Paper money is that pink residue that is spreading and spreading. But unlike in The Cat in the Hat Comes Back, there is not Little Cat Z to clean up the mess before Mom gets home.
Government cannot and will not control spending so long as the money grows on trees courtesy of the Fed. The Fed will not stop printing so long as its sponsoring government needs more money. With the paper money proliferation comes ever more indebtedness on the part of individuals, business and government. With this comes cycle of booms and busts, with each bust being “cured” by more of the thing that made the boom happen in the first place. It is sheer madness, since debt on this level amounts to a serious interference with freedom itself.
I’ve waited a long time for someone to write a tract that covers all the problems that paper money causes in our time. There are so many, and it takes a sophisticated mind to put it all together and a talented writer to make the argument sparkle.
Consider this passage on the absurd heights of the federal debt, and the silly idea that getting the rich to pay more can cure the problem. Wiggin writes:
“… charming gesture from a dead man in Coral Gables, Fla. He left his home and $1 million in cash to the government — for the purpose of paying down the national debt. His 1929 Spanish-style home — 3,900 square feet, six bedrooms/five baths, in need of ‘updates’ — grossed $1.175 million at auction.

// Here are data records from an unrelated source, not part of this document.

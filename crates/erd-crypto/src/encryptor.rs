//! Password-based encryption used by keystore files
//!
//! `key = scrypt(password, salt, n, r, p, dklen = 32)`, then
//! `ciphertext = AES-128-CTR(key[..16], iv, plaintext)` and
//! `mac = HMAC-SHA256(key[16..32], ciphertext)`.
//! Decryption checks the MAC (in constant time) before touching the ciphertext.

use aes::cipher::{KeyIvInit, StreamCipher};
use hmac::{Hmac, Mac};
use rand::{rngs::OsRng, RngCore};
use scrypt::{scrypt, Params as ScryptParams};
use sha2::Sha256;
use uuid::Uuid;
use zeroize::Zeroizing;

use crate::CryptoError;

type Aes128Ctr = ctr::Ctr128BE<aes::Aes128>;
type HmacSha256 = Hmac<Sha256>;

/// Keystore format version written by [`encrypt`]
pub const KEYSTORE_VERSION: u32 = 4;

/// The only supported cipher
pub const CIPHER: &str = "aes-128-ctr";

/// The only supported key derivation function
pub const KDF: &str = "scrypt";

/// Upper bound on `128 * r * n * p`, the scrypt working set read from keystore files
pub const MAX_SCRYPT_COST: u128 = 256 * 1024 * 1024;

/// scrypt parameters
#[derive(Debug, Clone, Copy, PartialEq, Eq)]
pub struct KdfParams {
    /// CPU/memory cost, a power of two
    pub n: u32,
    /// Block size
    pub r: u32,
    /// Parallelization
    pub p: u32,
    /// Derived key length
    pub dklen: u32,
}

impl Default for KdfParams {
    fn default() -> Self {
        Self {
            n: 4096,
            r: 8,
            p: 1,
            dklen: 32,
        }
    }
}

/// Per-encryption random inputs
///
/// A fresh value must be used for every encryption.
#[derive(Debug, Clone)]
pub struct Randomness {
    /// scrypt salt
    pub salt: [u8; 32],
    /// AES-CTR initial counter block
    pub iv: [u8; 16],
    /// Envelope id
    pub id: Uuid,
}

impl Randomness {
    /// Draw salt and iv from the OS random source, with a v4 id
    pub fn new() -> Self {
        let mut salt = [0u8; 32];
        let mut iv = [0u8; 16];
        OsRng.fill_bytes(&mut salt);
        OsRng.fill_bytes(&mut iv);
        Self {
            salt,
            iv,
            id: Uuid::new_v4(),
        }
    }
}

impl Default for Randomness {
    fn default() -> Self {
        Self::new()
    }
}

/// Encrypted payload with everything needed to decrypt it
#[derive(Debug, Clone, PartialEq, Eq)]
pub struct EncryptedData {
    /// Envelope id
    pub id: String,
    /// Format version
    pub version: u32,
    /// Cipher name
    pub cipher: String,
    /// Encrypted bytes
    pub ciphertext: Vec<u8>,
    /// Cipher iv
    pub iv: Vec<u8>,
    /// Key derivation function name
    pub kdf: String,
    /// Key derivation parameters
    pub kdfparams: KdfParams,
    /// Key derivation salt
    pub salt: Vec<u8>,
    /// Integrity tag over the ciphertext
    pub mac: Vec<u8>,
}

/// Encrypt `plaintext` under `password`
pub fn encrypt(plaintext: &[u8], password: &str, randomness: &Randomness) -> Result<EncryptedData, CryptoError> {
    let kdfparams = KdfParams::default();
    let key = derive_key(password, &randomness.salt, &kdfparams)?;

    let mut ciphertext = plaintext.to_vec();
    let mut cipher = Aes128Ctr::new_from_slices(&key[..16], &randomness.iv)
        .map_err(|e| CryptoError::InvalidKeystore(format!("cipher init failed: {}", e)))?;
    cipher.apply_keystream(&mut ciphertext);

    let mac = new_mac(&key[16..32])?.chain_update(&ciphertext).finalize().into_bytes().to_vec();

    Ok(EncryptedData {
        id: randomness.id.to_string(),
        version: KEYSTORE_VERSION,
        cipher: CIPHER.to_string(),
        ciphertext,
        iv: randomness.iv.to_vec(),
        kdf: KDF.to_string(),
        kdfparams,
        salt: randomness.salt.to_vec(),
        mac,
    })
}

/// Decrypt `data` with `password`.
///
/// Fails with [`CryptoError::InvalidKeystorePassword`] when the MAC does not
/// match; no plaintext is produced in that case.
pub fn decrypt(data: &EncryptedData, password: &str) -> Result<Zeroizing<Vec<u8>>, CryptoError> {
    if data.kdf != KDF {
        return Err(CryptoError::UnknownKeyDerivationFunction(data.kdf.clone()));
    }
    if data.cipher != CIPHER {
        return Err(CryptoError::UnknownCipher(data.cipher.clone()));
    }

    let key = derive_key(password, &data.salt, &data.kdfparams)?;

    let mut mac = new_mac(&key[16..32])?;
    mac.update(&data.ciphertext);
    mac.verify_slice(&data.mac)
        .map_err(|_| CryptoError::InvalidKeystorePassword)?;

    let mut plaintext = Zeroizing::new(data.ciphertext.clone());
    let mut cipher = Aes128Ctr::new_from_slices(&key[..16], &data.iv)
        .map_err(|_| CryptoError::InvalidKeystore(format!("iv must be 16 bytes, got {}", data.iv.len())))?;
    cipher.apply_keystream(&mut plaintext);
    Ok(plaintext)
}

fn derive_key(password: &str, salt: &[u8], params: &KdfParams) -> Result<Zeroizing<[u8; 32]>, CryptoError> {
    if !params.n.is_power_of_two() || params.n < 2 {
        return Err(CryptoError::InvalidKeystore(format!("scrypt n must be a power of two, got {}", params.n)));
    }
    if params.dklen != 32 {
        return Err(CryptoError::InvalidKeystore(format!("scrypt dklen must be 32, got {}", params.dklen)));
    }
    let cost = 128 * u128::from(params.r) * u128::from(params.n) * u128::from(params.p);
    if cost > MAX_SCRYPT_COST {
        return Err(CryptoError::InvalidKeystore(format!(
            "scrypt cost too high: n={} r={} p={}",
            params.n, params.r, params.p
        )));
    }
    let log_n = params.n.trailing_zeros() as u8;
    let scrypt_params = ScryptParams::new(log_n, params.r, params.p, params.dklen as usize)
        .map_err(|e| CryptoError::InvalidKeystore(format!("invalid scrypt params: {}", e)))?;

    let mut key = Zeroizing::new([0u8; 32]);
    scrypt(password.as_bytes(), salt, &scrypt_params, &mut key[..])
        .map_err(|e| CryptoError::InvalidKeystore(format!("scrypt failed: {}", e)))?;
    Ok(key)
}

fn new_mac(key: &[u8]) -> Result<HmacSha256, CryptoError> {
    HmacSha256::new_from_slice(key)
        .map_err(|e| CryptoError::InvalidKeystore(format!("HMAC init failed: {}", e)))
}

#[cfg(test)]
mod tests {
    use super::*;

    const PLAINTEXT: &str = "413f42575f7f26fad3317a778771212fdb80245850981e48b58a4f25e344e8f9\
                             0139472eff6886771a982f3083da5d421f24c29181e63888228dc81ca60d69e1";

    fn fixed_randomness() -> Randomness {
        let mut salt = [0u8; 32];
        for (i, b) in salt.iter_mut().enumerate() {
            *b = i as u8;
        }
        Randomness {
            salt,
            iv: [0xaa; 16],
            id: Uuid::nil(),
        }
    }

    // ==================== Known answer ====================

    #[test]
    fn test_encrypt_known_answer() {
        let plaintext = hex::decode(PLAINTEXT).unwrap();
        let data = encrypt(&plaintext, "password", &fixed_randomness()).unwrap();

        assert_eq!(data.version, 4);
        assert_eq!(data.cipher, "aes-128-ctr");
        assert_eq!(data.kdf, "scrypt");
        assert_eq!(data.kdfparams, KdfParams { n: 4096, r: 8, p: 1, dklen: 32 });
        assert_eq!(data.id, "00000000-0000-0000-0000-000000000000");
        assert_eq!(
            hex::encode(&data.ciphertext),
            "117aa4964513b7da0c2efd042c470d90cf27faabd30746448212446b137b8755\
             71d7310a2b06982f76f50292c7c93a96bf6e72cc7cf935e5de4ca8e6767df7ab"
        );
        assert_eq!(
            hex::encode(&data.mac),
            "ba78b9f9e63070df5b8e01b597f61f84e6fff29815dfb994691b24d6efc16ff4"
        );
    }

    // ==================== Round trip ====================

    #[test]
    fn test_decrypt_round_trip() {
        let plaintext = b"moral volcano peasant pass".to_vec();
        let data = encrypt(&plaintext, "secret", &Randomness::new()).unwrap();
        let decrypted = decrypt(&data, "secret").unwrap();
        assert_eq!(decrypted.as_slice(), plaintext.as_slice());
    }

    #[test]
    fn test_fresh_randomness_changes_ciphertext() {
        let a = encrypt(b"same", "pw", &Randomness::new()).unwrap();
        let b = encrypt(b"same", "pw", &Randomness::new()).unwrap();
        assert_ne!(a.ciphertext, b.ciphertext);
        assert_ne!(a.id, b.id);
    }

    // ==================== Failures ====================

    #[test]
    fn test_wrong_password() {
        let data = encrypt(b"payload", "right", &fixed_randomness()).unwrap();
        assert!(matches!(decrypt(&data, "wrong"), Err(CryptoError::InvalidKeystorePassword)));
    }

    #[test]
    fn test_tampered_ciphertext_is_rejected() {
        let mut data = encrypt(b"payload", "pw", &fixed_randomness()).unwrap();
        data.ciphertext[0] ^= 0x01;
        assert!(matches!(decrypt(&data, "pw"), Err(CryptoError::InvalidKeystorePassword)));
    }

    #[test]
    fn test_unknown_kdf_checked_first() {
        let mut data = encrypt(b"payload", "pw", &fixed_randomness()).unwrap();
        data.kdf = "pbkdf2".to_string();
        data.cipher = "aes-256-gcm".to_string();
        assert!(matches!(
            decrypt(&data, "pw"),
            Err(CryptoError::UnknownKeyDerivationFunction(kdf)) if kdf == "pbkdf2"
        ));
    }

    #[test]
    fn test_unknown_cipher() {
        let mut data = encrypt(b"payload", "pw", &fixed_randomness()).unwrap();
        data.cipher = "aes-256-gcm".to_string();
        assert!(matches!(decrypt(&data, "pw"), Err(CryptoError::UnknownCipher(_))));
    }

    #[test]
    fn test_bad_scrypt_params() {
        let mut data = encrypt(b"payload", "pw", &fixed_randomness()).unwrap();
        data.kdfparams.n = 1000;
        assert!(matches!(decrypt(&data, "pw"), Err(CryptoError::InvalidKeystore(_))));
    }

    #[test]
    fn test_scrypt_cost_is_bounded() {
        let data = encrypt(b"payload", "pw", &fixed_randomness()).unwrap();

        let mut huge_n = data.clone();
        huge_n.kdfparams.n = 1 << 26;
        assert!(matches!(decrypt(&huge_n, "pw"), Err(CryptoError::InvalidKeystore(_))));

        let mut huge_r = data.clone();
        huge_r.kdfparams.r = u32::MAX;
        assert!(matches!(decrypt(&huge_r, "pw"), Err(CryptoError::InvalidKeystore(_))));

        let mut huge_p = data.clone();
        huge_p.kdfparams.p = 1 << 20;
        assert!(matches!(decrypt(&huge_p, "pw"), Err(CryptoError::InvalidKeystore(_))));

        let mut all_max = data;
        all_max.kdfparams = KdfParams { n: 1 << 31, r: u32::MAX, p: u32::MAX, dklen: 32 };
        assert!(matches!(decrypt(&all_max, "pw"), Err(CryptoError::InvalidKeystore(_))));
    }
}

The deceased’s generosity won’t go very far: Uncle Sam blew through his inheritance in less time than it took you to read about this — 17 seconds.”
That passage had me laughing out loud. Actually, there are passages on every page that just make your eyes pop. He is also a very challenging intellectual, offering surprises at every turn.
For example, he thinks that the Occupy Movement isn’t so bad after all, that deflation would be very much welcome, that it doesn’t matter that much which political party is in control, that nations can and will fully default on their loan portfolios, that the decline in American prosperity (in some forms) actually stretches back 60 years and that there is a case for renouncing your citizenship. There are provocative arguments like this on every page.
There is another feature of this book that makes it unique. It is not just about explaining how the world works. It is about treating the serious financial problems that people face right now. It is not easy to get a return on your money in today’s environment, but I’m pretty sure that if there are ways to do so, you will find them in this book. Every few pages, he offers a small call-out that is a financial workaround anyone can use.
In this sense, this book is actually very subversive. It explains things you aren’t supposed to know. It offers opinions that are not supposed to be spoken aloud. And it offers tricks and tips for getting around the problem. He writes as if he is convinced that there is always an escape hatch for a person who is determined not to get fleeced. He digs very deep to find these, and offers them to readers who are gracious enough to buy and spend time with this little gem of a book.
Personally, I can’t think of anyone who wouldn’t benefit from The Little Book of the Shrinking Dollar. The business page will never look the same, if you even bother to read it after soaking in all the pithy wisdom in these pages.